» Requirement: In the records below, find the lines that include "shown" and copy each.

» Stored data:
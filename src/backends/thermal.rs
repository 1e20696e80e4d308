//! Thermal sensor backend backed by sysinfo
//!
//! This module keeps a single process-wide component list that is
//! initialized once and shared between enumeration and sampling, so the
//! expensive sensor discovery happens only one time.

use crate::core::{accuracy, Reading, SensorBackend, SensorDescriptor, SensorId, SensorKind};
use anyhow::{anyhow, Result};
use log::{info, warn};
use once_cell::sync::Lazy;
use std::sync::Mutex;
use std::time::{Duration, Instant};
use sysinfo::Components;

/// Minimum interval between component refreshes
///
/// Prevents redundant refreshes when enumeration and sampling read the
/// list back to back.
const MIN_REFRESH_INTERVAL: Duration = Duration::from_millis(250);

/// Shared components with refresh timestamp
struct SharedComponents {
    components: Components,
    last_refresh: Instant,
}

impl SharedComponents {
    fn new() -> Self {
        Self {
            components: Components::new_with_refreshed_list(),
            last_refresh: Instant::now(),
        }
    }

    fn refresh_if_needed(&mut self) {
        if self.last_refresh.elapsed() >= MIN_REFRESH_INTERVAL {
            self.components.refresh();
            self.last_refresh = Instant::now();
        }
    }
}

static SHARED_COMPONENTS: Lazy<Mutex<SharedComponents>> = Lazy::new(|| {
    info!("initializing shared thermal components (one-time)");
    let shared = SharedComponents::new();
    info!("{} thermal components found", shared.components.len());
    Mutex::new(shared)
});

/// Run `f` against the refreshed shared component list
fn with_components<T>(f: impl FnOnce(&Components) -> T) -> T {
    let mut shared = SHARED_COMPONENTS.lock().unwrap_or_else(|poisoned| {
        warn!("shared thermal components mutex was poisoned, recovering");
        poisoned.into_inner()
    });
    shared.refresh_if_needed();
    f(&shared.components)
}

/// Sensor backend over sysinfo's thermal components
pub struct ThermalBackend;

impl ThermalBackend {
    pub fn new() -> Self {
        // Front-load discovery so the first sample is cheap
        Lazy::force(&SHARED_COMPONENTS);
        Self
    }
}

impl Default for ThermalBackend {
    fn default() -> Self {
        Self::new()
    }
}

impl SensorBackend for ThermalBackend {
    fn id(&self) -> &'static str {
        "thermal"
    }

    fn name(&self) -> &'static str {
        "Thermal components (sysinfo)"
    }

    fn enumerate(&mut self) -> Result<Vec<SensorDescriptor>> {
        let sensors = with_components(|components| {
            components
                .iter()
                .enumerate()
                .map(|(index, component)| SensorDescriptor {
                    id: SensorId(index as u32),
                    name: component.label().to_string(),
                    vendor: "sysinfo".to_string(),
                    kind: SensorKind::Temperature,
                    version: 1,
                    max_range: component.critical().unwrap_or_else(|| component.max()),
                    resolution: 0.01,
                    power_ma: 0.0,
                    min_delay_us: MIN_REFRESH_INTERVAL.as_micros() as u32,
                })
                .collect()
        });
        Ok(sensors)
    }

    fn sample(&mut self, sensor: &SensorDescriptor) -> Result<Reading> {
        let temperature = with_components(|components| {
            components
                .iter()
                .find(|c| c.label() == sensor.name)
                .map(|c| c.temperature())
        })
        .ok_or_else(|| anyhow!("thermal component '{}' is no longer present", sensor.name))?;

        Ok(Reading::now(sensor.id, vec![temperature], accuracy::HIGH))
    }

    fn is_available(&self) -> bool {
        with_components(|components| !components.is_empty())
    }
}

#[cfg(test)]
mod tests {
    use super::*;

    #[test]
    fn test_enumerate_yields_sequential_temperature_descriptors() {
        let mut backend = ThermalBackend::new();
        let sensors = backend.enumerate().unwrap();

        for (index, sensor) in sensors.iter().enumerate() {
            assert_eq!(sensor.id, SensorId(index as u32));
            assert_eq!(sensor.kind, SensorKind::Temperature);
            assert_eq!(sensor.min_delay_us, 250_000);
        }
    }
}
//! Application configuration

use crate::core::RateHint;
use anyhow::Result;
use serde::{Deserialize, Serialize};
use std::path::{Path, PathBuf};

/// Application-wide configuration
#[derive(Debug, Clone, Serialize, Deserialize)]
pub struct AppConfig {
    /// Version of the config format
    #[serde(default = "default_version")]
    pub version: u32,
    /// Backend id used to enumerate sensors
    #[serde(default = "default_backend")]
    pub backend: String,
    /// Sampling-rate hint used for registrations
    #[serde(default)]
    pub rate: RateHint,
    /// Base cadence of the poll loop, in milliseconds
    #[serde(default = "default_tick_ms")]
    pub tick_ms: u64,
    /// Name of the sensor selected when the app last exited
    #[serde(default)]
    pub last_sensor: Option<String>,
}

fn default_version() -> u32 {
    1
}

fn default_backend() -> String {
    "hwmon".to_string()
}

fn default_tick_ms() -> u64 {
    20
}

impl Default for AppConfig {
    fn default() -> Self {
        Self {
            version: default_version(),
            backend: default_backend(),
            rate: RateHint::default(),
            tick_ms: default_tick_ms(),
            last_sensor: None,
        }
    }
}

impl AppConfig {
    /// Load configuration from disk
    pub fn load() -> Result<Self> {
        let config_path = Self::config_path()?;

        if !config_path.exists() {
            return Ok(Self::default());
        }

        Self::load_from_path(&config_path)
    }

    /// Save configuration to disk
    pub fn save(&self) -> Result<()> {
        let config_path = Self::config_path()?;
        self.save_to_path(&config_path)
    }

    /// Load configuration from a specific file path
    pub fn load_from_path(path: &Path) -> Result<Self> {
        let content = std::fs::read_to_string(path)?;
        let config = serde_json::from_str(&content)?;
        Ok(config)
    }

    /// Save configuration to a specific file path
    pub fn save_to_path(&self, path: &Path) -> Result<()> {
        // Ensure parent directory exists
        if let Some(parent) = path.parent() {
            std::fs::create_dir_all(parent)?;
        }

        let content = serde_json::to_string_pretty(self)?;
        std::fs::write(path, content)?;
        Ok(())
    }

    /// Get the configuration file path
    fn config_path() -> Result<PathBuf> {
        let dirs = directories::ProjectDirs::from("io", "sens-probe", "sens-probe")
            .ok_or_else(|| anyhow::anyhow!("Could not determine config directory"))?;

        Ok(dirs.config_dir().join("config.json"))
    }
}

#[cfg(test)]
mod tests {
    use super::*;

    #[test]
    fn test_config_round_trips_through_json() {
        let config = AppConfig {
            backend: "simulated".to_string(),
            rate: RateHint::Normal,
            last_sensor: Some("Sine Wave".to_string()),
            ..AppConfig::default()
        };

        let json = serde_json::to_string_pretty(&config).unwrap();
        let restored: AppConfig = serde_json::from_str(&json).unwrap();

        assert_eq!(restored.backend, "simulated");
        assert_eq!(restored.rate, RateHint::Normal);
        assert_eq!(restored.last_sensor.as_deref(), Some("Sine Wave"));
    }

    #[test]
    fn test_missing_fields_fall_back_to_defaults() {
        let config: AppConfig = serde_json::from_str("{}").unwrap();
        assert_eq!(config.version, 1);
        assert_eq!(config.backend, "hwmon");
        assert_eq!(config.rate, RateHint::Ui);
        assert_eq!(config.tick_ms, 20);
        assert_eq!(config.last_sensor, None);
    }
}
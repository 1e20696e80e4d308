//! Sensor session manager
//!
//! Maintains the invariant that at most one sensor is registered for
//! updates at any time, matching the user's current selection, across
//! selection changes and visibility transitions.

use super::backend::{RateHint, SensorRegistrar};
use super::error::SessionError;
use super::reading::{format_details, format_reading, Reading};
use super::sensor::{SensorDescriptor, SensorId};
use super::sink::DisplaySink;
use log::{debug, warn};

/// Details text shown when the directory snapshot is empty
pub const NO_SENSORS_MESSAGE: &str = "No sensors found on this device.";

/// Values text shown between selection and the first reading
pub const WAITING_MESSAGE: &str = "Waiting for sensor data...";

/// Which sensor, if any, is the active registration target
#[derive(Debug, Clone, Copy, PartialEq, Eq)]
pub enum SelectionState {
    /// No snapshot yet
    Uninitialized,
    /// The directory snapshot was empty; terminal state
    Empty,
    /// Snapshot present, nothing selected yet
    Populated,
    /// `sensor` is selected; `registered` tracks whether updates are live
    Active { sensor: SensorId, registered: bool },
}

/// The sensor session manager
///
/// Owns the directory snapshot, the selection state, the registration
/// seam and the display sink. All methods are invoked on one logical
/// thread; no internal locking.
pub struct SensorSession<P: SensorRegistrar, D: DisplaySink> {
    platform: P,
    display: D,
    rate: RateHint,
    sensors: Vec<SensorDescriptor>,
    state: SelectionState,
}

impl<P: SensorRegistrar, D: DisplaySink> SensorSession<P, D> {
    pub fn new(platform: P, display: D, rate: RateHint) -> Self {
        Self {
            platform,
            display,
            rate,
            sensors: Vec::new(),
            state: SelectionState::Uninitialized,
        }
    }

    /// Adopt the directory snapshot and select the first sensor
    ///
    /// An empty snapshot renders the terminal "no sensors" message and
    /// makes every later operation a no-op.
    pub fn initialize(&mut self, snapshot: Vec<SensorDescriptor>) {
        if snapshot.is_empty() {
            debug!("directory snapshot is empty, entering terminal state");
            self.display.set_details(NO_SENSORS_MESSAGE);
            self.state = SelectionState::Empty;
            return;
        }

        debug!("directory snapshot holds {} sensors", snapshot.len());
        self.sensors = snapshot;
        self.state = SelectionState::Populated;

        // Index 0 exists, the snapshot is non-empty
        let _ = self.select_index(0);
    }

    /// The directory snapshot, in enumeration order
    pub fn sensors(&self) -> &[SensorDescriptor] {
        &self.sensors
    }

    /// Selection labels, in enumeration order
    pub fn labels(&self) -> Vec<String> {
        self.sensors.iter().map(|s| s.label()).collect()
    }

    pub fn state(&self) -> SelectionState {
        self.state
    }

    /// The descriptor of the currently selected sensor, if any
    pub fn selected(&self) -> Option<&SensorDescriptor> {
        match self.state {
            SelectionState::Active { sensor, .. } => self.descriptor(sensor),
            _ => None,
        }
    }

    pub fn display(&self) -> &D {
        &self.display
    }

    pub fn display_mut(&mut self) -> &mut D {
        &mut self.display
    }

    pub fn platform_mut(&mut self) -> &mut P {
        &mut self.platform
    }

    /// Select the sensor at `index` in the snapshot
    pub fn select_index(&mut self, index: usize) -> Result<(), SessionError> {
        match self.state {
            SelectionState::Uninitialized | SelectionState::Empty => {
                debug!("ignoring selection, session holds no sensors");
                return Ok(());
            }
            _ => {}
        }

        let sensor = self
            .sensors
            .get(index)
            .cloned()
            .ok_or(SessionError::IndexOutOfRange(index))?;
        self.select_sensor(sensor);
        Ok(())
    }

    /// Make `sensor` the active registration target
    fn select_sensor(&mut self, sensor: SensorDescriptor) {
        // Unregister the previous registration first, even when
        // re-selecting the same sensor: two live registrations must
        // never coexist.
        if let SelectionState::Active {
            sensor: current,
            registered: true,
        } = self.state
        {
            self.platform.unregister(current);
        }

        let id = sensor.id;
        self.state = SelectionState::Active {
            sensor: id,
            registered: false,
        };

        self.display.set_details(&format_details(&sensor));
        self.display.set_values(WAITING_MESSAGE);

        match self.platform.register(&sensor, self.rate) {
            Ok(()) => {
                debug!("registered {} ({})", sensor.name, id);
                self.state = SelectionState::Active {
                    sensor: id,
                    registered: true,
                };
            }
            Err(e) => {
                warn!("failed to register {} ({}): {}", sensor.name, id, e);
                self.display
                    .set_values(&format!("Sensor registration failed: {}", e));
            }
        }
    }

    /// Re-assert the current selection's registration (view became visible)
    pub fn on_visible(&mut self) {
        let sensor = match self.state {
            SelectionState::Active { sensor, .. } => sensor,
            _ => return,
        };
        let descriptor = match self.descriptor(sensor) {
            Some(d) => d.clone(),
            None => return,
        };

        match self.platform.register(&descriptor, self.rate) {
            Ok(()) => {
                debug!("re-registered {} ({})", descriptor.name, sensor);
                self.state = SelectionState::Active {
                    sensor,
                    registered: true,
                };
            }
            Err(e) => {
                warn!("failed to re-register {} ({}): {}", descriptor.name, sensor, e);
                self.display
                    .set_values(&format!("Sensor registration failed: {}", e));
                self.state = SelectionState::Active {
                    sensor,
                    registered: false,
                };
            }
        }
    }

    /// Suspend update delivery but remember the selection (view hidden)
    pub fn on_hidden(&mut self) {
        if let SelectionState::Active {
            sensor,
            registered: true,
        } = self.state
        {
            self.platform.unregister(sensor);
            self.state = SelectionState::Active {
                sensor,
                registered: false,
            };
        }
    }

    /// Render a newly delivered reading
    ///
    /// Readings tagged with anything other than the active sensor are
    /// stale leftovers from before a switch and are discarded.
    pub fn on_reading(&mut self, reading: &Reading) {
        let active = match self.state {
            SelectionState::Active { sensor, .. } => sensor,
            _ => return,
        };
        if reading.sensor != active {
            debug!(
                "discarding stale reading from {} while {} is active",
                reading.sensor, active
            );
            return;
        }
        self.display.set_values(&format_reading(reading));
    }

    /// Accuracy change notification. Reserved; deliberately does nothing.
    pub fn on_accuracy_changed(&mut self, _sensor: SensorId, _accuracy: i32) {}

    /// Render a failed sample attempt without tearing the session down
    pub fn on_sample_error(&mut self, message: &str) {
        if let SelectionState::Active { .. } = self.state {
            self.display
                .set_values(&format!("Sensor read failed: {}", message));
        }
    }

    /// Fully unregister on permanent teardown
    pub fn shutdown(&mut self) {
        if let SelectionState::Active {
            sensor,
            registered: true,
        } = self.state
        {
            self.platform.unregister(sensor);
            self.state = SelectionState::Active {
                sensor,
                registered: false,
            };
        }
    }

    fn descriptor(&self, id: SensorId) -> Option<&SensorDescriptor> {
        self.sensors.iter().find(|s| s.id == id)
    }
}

» Result:
/// Details text shown when the directory snapshot is empty
/// Values text shown between selection and the first reading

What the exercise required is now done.